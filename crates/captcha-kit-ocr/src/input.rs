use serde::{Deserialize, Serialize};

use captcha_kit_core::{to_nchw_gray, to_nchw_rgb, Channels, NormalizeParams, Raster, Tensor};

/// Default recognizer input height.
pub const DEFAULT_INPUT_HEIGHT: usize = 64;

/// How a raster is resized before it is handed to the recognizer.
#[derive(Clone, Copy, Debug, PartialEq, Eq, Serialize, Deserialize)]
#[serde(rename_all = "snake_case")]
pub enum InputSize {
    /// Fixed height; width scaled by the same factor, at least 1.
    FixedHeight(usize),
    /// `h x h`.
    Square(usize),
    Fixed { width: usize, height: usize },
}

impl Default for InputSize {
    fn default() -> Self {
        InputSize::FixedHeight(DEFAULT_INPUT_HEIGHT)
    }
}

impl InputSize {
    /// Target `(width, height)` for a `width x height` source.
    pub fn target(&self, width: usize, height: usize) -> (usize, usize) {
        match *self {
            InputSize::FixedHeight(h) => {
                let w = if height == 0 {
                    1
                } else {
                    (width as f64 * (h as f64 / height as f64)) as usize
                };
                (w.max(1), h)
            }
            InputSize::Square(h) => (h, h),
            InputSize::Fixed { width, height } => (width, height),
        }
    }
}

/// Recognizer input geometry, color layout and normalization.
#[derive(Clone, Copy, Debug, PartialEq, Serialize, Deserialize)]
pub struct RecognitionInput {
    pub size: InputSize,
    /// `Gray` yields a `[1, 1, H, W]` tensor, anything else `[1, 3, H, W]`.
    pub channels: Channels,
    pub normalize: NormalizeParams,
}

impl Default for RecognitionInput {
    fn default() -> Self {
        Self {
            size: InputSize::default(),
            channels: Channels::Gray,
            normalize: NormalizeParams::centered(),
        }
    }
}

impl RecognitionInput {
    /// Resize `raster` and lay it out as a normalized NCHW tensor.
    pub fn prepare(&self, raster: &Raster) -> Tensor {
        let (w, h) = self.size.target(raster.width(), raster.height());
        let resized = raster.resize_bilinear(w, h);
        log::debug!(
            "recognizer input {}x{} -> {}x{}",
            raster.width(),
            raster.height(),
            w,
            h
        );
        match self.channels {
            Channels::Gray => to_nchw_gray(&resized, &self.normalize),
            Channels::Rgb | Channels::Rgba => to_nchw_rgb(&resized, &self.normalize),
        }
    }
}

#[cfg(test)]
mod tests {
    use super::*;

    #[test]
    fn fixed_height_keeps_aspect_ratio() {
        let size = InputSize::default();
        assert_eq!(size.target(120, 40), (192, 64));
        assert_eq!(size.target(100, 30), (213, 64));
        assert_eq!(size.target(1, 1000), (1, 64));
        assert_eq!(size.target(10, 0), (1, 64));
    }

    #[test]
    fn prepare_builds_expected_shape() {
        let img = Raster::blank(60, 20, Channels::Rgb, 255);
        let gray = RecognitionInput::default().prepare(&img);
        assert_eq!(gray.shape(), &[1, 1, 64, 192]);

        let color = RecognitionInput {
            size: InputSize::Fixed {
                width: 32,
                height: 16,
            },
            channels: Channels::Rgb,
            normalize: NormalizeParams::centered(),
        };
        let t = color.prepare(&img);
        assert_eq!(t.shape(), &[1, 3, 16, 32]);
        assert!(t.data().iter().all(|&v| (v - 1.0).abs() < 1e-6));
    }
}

+ + + +

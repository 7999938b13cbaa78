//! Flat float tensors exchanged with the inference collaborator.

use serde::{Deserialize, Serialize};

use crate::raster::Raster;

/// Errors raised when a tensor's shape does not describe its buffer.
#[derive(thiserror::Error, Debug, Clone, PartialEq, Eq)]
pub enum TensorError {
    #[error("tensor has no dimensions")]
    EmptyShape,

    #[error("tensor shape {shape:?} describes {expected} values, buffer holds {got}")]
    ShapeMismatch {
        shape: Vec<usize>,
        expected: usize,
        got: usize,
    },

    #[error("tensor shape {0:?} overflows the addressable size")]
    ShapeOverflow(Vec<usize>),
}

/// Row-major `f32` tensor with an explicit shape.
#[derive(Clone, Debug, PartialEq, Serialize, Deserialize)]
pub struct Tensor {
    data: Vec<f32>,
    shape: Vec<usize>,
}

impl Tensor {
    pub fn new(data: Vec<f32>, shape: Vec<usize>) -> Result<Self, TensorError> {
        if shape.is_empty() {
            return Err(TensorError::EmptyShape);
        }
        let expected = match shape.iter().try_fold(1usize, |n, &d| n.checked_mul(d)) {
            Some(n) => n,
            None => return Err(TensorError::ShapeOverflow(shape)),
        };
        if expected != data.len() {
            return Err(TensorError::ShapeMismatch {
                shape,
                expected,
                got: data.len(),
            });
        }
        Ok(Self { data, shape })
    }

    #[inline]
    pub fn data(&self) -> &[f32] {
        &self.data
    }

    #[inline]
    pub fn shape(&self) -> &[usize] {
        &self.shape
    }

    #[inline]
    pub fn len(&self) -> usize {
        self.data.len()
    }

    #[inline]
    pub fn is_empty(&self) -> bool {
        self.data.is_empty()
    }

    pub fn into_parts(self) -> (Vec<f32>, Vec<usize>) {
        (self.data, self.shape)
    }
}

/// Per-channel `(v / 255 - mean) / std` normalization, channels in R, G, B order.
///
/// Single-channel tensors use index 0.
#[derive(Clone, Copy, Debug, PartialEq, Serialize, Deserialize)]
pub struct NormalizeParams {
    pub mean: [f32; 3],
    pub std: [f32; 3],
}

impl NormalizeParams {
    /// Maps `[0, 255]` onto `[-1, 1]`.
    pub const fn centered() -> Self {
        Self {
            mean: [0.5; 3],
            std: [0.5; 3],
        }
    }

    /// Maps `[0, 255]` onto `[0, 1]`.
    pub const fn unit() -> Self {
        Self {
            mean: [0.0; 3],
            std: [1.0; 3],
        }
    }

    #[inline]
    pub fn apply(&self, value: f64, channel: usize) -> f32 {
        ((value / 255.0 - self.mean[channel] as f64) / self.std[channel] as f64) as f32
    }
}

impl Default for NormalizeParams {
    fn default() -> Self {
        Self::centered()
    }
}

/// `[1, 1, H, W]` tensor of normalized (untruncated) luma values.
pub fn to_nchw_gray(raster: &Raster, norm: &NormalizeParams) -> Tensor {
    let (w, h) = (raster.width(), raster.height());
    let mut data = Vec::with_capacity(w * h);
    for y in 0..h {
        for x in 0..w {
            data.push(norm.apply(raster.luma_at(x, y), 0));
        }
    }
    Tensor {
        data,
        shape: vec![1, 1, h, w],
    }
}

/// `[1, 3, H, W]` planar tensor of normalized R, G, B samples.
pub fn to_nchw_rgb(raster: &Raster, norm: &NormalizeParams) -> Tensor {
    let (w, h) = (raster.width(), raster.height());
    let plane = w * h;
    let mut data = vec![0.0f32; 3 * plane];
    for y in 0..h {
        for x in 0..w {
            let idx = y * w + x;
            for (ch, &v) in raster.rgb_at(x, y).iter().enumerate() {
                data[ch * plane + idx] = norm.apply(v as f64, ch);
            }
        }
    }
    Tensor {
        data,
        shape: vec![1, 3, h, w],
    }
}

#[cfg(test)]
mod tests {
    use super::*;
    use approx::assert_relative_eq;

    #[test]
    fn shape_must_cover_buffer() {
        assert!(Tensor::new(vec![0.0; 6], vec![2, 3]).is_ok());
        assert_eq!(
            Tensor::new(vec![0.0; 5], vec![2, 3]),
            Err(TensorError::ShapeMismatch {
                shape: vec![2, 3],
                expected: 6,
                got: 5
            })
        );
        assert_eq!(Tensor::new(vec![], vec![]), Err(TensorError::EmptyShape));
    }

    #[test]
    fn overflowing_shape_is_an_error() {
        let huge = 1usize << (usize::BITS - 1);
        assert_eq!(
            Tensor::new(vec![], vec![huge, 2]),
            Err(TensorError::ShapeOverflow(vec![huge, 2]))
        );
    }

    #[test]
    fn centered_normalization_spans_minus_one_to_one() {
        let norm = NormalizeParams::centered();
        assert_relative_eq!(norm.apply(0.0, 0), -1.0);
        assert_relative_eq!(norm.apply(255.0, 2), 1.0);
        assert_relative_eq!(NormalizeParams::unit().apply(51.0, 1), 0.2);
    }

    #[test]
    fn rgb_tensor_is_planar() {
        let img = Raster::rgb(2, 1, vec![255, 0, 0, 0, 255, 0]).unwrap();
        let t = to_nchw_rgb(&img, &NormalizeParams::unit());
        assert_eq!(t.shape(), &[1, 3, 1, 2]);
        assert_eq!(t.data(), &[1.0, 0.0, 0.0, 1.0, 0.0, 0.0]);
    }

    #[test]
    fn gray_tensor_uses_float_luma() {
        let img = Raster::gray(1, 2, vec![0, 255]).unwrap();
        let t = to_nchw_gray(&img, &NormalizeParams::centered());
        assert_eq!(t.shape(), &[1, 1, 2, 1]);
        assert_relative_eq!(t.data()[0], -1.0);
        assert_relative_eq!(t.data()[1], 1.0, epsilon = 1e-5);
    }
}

+ + + +

**Work required**:
Begin with the line above that has "data[ch * plane" and continue through the line that has "assert_eq!(t.shape(), &[1, 1, 2, 1]);", setting each one down exactly. Stop there.

**Finished task**:
                data[ch * plane + idx] = norm.apply(v as f64, ch);
            }
        }
    }
    Tensor {
        data,
        shape: vec![1, 3, h, w],
    }
}

#[cfg(test)]
mod tests {
    use super::*;
    use approx::assert_relative_eq;

    #[test]
    fn shape_must_cover_buffer() {
        assert!(Tensor::new(vec![0.0; 6], vec![2, 3]).is_ok());
        assert_eq!(
            Tensor::new(vec![0.0; 5], vec![2, 3]),
            Err(TensorError::ShapeMismatch {
                shape: vec![2, 3],
                expected: 6,
                got: 5
            })
        );
        assert_eq!(Tensor::new(vec![], vec![]), Err(TensorError::EmptyShape));
    }

    #[test]
    fn overflowing_shape_is_an_error() {
        let huge = 1usize << (usize::BITS - 1);
        assert_eq!(
            Tensor::new(vec![], vec![huge, 2]),
            Err(TensorError::ShapeOverflow(vec![huge, 2]))
        );
    }

    #[test]
    fn centered_normalization_spans_minus_one_to_one() {
        let norm = NormalizeParams::centered();
        assert_relative_eq!(norm.apply(0.0, 0), -1.0);
        assert_relative_eq!(norm.apply(255.0, 2), 1.0);
        assert_relative_eq!(NormalizeParams::unit().apply(51.0, 1), 0.2);
    }

    #[test]
    fn rgb_tensor_is_planar() {
        let img = Raster::rgb(2, 1, vec![255, 0, 0, 0, 255, 0]).unwrap();
        let t = to_nchw_rgb(&img, &NormalizeParams::unit());
        assert_eq!(t.shape(), &[1, 3, 1, 2]);
        assert_eq!(t.data(), &[1.0, 0.0, 0.0, 1.0, 0.0, 0.0]);
    }

    #[test]
    fn gray_tensor_uses_float_luma() {
        let img = Raster::gray(1, 2, vec![0, 255]).unwrap();
        let t = to_nchw_gray(&img, &NormalizeParams::centered());
        assert_eq!(t.shape(), &[1, 1, 2, 1]);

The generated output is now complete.